Le contrat annuel n'est pas mort pour autant. Par habitude, opportunisme ou parce qu'ils ne veulent pas du suivi ni de la traçabilité imposés dans les contrats pluriannuels, des vignerons ne désirent pas se lier dans le temps.
« Mes fournisseurs veulent avoir le choix de livrer ou non des vins, en fonction de leur récolte. Sur 88 apporteurs, 87 ont des contrats annuels. C'est un héritage du temps où vendeur et acheteur s'engageaient oralement sur le principe de la parole donnée », explique Pierre Heydt-Trimbach, de la maison Trimbach, à Ribeauvillé (Haut-Rhin), président des producteurs-négociants alsaciens.

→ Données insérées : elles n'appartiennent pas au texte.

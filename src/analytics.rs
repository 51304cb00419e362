//! In-memory aggregation of analytics events for the admin dashboard.

use crate::models::AnalyticsEvent;
use chrono::NaiveDate;
use serde::Serialize;
use std::collections::{BTreeMap, HashMap, HashSet};

pub const PAGE_VIEW: &str = "page_view";
const TOP_PAGES: usize = 20;
const TOP_REFERRERS: usize = 10;

#[derive(Debug, Clone, PartialEq, Eq, Serialize)]
pub struct CountEntry {
    pub key: String,
    pub count: usize,
}

#[derive(Debug, Clone, PartialEq, Eq, Serialize)]
#[serde(rename_all = "camelCase")]
pub struct DailyCount {
    pub date: NaiveDate,
    pub events: usize,
    pub sessions: usize,
}

#[derive(Debug, Clone, Default, PartialEq, Eq, Serialize)]
#[serde(rename_all = "camelCase")]
pub struct AnalyticsStats {
    pub days: i64,
    pub total_events: usize,
    pub page_views: usize,
    pub unique_sessions: usize,
    pub unique_users: usize,
    pub top_pages: Vec<CountEntry>,
    pub events_by_type: Vec<CountEntry>,
    pub daily: Vec<DailyCount>,
    pub top_referrers: Vec<CountEntry>,
    #[serde(skip_serializing_if = "Option::is_none")]
    pub message: Option<String>,
}

impl AnalyticsStats {
    /// Zeroed stats for a store that has no analytics table yet.
    pub fn unavailable(days: i64) -> Self {
        Self {
            days,
            message: Some(
                "Analytics storage is not set up yet. \
                 Apply the latest database migrations to start collecting events."
                    .to_string(),
            ),
            ..Self::default()
        }
    }
}

fn ranked(counts: HashMap<String, usize>, limit: usize) -> Vec<CountEntry> {
    let mut entries: Vec<CountEntry> = counts
        .into_iter()
        .map(|(key, count)| CountEntry { key, count })
        .collect();
    entries.sort_by(|a, b| b.count.cmp(&a.count).then_with(|| a.key.cmp(&b.key)));
    entries.truncate(limit);
    entries
}

pub fn aggregate(events: &[AnalyticsEvent], days: i64) -> AnalyticsStats {
    let mut sessions = HashSet::new();
    let mut users = HashSet::new();
    let mut pages: HashMap<String, usize> = HashMap::new();
    let mut types: HashMap<String, usize> = HashMap::new();
    let mut referrers: HashMap<String, usize> = HashMap::new();
    let mut daily: BTreeMap<NaiveDate, (usize, HashSet<&str>)> = BTreeMap::new();
    let mut page_views = 0;

    for event in events.iter().filter(|e| !e.is_admin) {
        sessions.insert(event.session_id.as_str());
        if let Some(user_id) = event.user_id {
            users.insert(user_id);
        }
        *types.entry(event.event_type.clone()).or_default() += 1;
        if event.event_type == PAGE_VIEW {
            page_views += 1;
            if let Some(path) = &event.page_path {
                *pages.entry(path.clone()).or_default() += 1;
            }
        }
        if let Some(referrer) = event.referrer.as_deref().filter(|r| !r.is_empty()) {
            *referrers.entry(referrer.to_string()).or_default() += 1;
        }
        let day = daily.entry(event.created_at.date_naive()).or_default();
        day.0 += 1;
        day.1.insert(event.session_id.as_str());
    }

    AnalyticsStats {
        days,
        total_events: types.values().sum(),
        page_views,
        unique_sessions: sessions.len(),
        unique_users: users.len(),
        top_pages: ranked(pages, TOP_PAGES),
        events_by_type: ranked(types, usize::MAX),
        daily: daily
            .into_iter()
            .map(|(date, (events, sessions))| DailyCount {
                date,
                events,
                sessions: sessions.len(),
            })
            .collect(),
        top_referrers: ranked(referrers, TOP_REFERRERS),
        message: None,
    }
}

#[cfg(test)]
mod tests {
    use super::*;
    use chrono::{TimeZone, Utc};

    fn event(id: i64, session: &str, kind: &str, path: Option<&str>, day: u32) -> AnalyticsEvent {
        AnalyticsEvent {
            id,
            session_id: session.to_string(),
            user_id: None,
            event_type: kind.to_string(),
            event_name: None,
            page_path: path.map(str::to_string),
            metadata: None,
            ip_address: None,
            user_agent: None,
            referrer: None,
            is_admin: false,
            created_at: Utc.with_ymd_and_hms(2026, 6, day, 12, 0, 0).unwrap(),
        }
    }

    #[test]
    fn groups_by_page_type_and_day() {
        let mut with_user = event(4, "s2", "click", None, 11);
        with_user.user_id = Some(7);
        with_user.referrer = Some("https://google.com".into());
        let mut admin = event(5, "s3", PAGE_VIEW, Some("/admin"), 11);
        admin.is_admin = true;

        let events = vec![
            event(1, "s1", PAGE_VIEW, Some("/"), 10),
            event(2, "s1", PAGE_VIEW, Some("/hotels"), 10),
            event(3, "s2", PAGE_VIEW, Some("/"), 11),
            with_user,
            admin,
        ];
        let stats = aggregate(&events, 30);

        assert_eq!(stats.total_events, 4);
        assert_eq!(stats.page_views, 3);
        assert_eq!(stats.unique_sessions, 2);
        assert_eq!(stats.unique_users, 1);
        assert_eq!(stats.top_pages[0], CountEntry { key: "/".into(), count: 2 });
        assert_eq!(stats.daily.len(), 2);
        assert_eq!(stats.daily[1].sessions, 1);
        assert_eq!(stats.top_referrers.len(), 1);
    }

    #[test]
    fn no_events_means_empty_stats() {
        let stats = aggregate(&[], 7);
        assert_eq!(stats.total_events, 0);
        assert!(stats.daily.is_empty());
        assert!(stats.message.is_none());
    }
}
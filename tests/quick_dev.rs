//! Manual smoke test against a running server: `cargo run` in one terminal,
//! then `cargo test --test quick_dev -- --ignored --nocapture`.

use anyhow::Result;
use serde_json::json;

#[tokio::test]
#[ignore = "needs a server on localhost:3000"]
async fn quick_dev() -> Result<()> {
    let hc = httpc_test::new_client("http://localhost:3000")?;

    hc.do_get("/api/settings").await?.print().await?;
    hc.do_get("/api/packages").await?.print().await?;
    hc.do_get("/api/hotels").await?.print().await?;

    hc.do_post(
        "/api/auth/signup",
        json!({
            "email": "quick.dev@example.com",
            "name": "Quick Dev",
            "password": "quick-dev-pass",
        }),
    )
    .await?
    .print()
    .await?;
    hc.do_post(
        "/api/auth/login",
        json!({ "email": "quick.dev@example.com", "password": "quick-dev-pass" }),
    )
    .await?
    .print()
    .await?;
    hc.do_get("/api/auth/me").await?.print().await?;
    hc.do_get("/api/register").await?.print().await?;

    Ok(())
}
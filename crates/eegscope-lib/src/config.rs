use anyhow::{bail, Context, Result};
use serde::{Deserialize, Serialize};
use std::path::Path;

/// How a sample's timestamp is obtained.
#[derive(Debug, Clone, Copy, Default, PartialEq, Eq, Serialize, Deserialize)]
#[serde(rename_all = "kebab-case")]
pub enum TimePolicy {
    /// Read it from a time-like column.
    #[default]
    Labeled,
    /// Row index times the sampling interval; every column is a channel.
    Synthetic,
}

/// What to do when none of the discovered channels is a known EEG label.
#[derive(Debug, Clone, Copy, Default, PartialEq, Eq, Serialize, Deserialize)]
#[serde(rename_all = "kebab-case")]
pub enum ChannelCheck {
    Off,
    /// Log a warning and accept the recording.
    #[default]
    Warn,
    /// Reject with `IngestError::UnrecognizedChannels`.
    Enforce,
}

#[derive(Debug, Clone, PartialEq, Serialize, Deserialize)]
#[serde(default, deny_unknown_fields)]
pub struct IngestConfig {
    pub time_policy: TimePolicy,
    /// Spacing between synthetic timestamps.
    pub sampling_interval: f64,
    pub channel_check: ChannelCheck,
}

impl Default for IngestConfig {
    fn default() -> Self {
        Self {
            time_policy: TimePolicy::Labeled,
            sampling_interval: 1.0,
            channel_check: ChannelCheck::Warn,
        }
    }
}

impl IngestConfig {
    pub fn synthetic(sampling_interval: f64) -> Self {
        Self {
            time_policy: TimePolicy::Synthetic,
            sampling_interval,
            ..Self::default()
        }
    }

    pub fn from_toml_str(text: &str) -> Result<Self> {
        let config: IngestConfig = toml::from_str(text).context("parsing ingest config")?;
        config.validate()?;
        Ok(config)
    }

    pub fn load(path: &Path) -> Result<Self> {
        let text = std::fs::read_to_string(path)
            .with_context(|| format!("failed to read config {}", path.display()))?;
        Self::from_toml_str(&text).with_context(|| format!("in {}", path.display()))
    }

    pub fn validate(&self) -> Result<()> {
        if !self.sampling_interval.is_finite() || self.sampling_interval <= 0.0 {
            bail!(
                "sampling_interval must be a positive number, got {}",
                self.sampling_interval
            );
        }
        Ok(())
    }
}

#[cfg(test)]
mod tests {
    use super::*;
    use std::io::Write;

    #[test]
    fn empty_file_gives_defaults() {
        let config = IngestConfig::from_toml_str("").unwrap();
        assert_eq!(config, IngestConfig::default());
    }

    #[test]
    fn parses_all_fields() {
        let config = IngestConfig::from_toml_str(
            "time_policy = \"synthetic\"\nsampling_interval = 4.0\nchannel_check = \"enforce\"\n",
        )
        .unwrap();
        assert_eq!(config.time_policy, TimePolicy::Synthetic);
        assert_eq!(config.sampling_interval, 4.0);
        assert_eq!(config.channel_check, ChannelCheck::Enforce);
    }

    #[test]
    fn rejects_bad_interval_and_unknown_keys() {
        assert!(IngestConfig::from_toml_str("sampling_interval = 0.0").is_err());
        assert!(IngestConfig::from_toml_str("sampling_interval = -2.0").is_err());
        assert!(IngestConfig::from_toml_str("delimiter = \";\"").is_err());
    }

    #[test]
    fn loads_from_disk() {
        let mut file = tempfile::NamedTempFile::new().unwrap();
        writeln!(file, "channel_check = \"off\"").unwrap();
        let config = IngestConfig::load(file.path()).unwrap();
        assert_eq!(config.channel_check, ChannelCheck::Off);
        assert_eq!(config.time_policy, TimePolicy::Labeled);
    }
}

Le contrat d'achat fait aussi partie de l'attirail des coopératives. La plupart des onze coopératives alsaciennes ont créé le statut de « tiers non associé » (TNA). Bestheim, qui y recourt le plus selon les dires du vignoble, a décliné notre demande d'entretien à ce sujet. « Il est très difficile de recruter de nouveaux coopérateurs en raison de la durée d'engagement liée au statut coopératif. Les caves qui veulent augmenter leurs apports n'ont pas d'autre choix que le TNA », confie Frédéric Raynaud, directeur de la cave de Pfaffenheim (320 ha vinifiés par an).
« Nous proposons le statut de TNA depuis quatre ans. Mais ça ne se développe pas plus que ça : les TNA sont assez peu fidèles », constate Jérôme Keller, en charge du dossier chez Wolfberger, à Eguisheim (1 200 ha de vignes). C'est pourquoi, la coopérative ouvrira en 2018 la possibilité à ceux qui le souhaitent de tester pendant un an le statut de coopérateur sans les engagements qui lui sont rattachés.
Mais il n'y a pas que les chiffres qui font les bons amis. « Les relations se sont consolidées car nous sommes à l'écoute de nos apporteurs. Nous les informons de la destination de leurs raisins. Nous améliorons notre réception de vendange pour diminuer les pertes de temps. En cas de besoin, nous avançons des paiements », lance Henri Ehrhart, qui attribue à cette politique pleine d'attentions le passage de 150 à 200 ha de sa surface contractualisée.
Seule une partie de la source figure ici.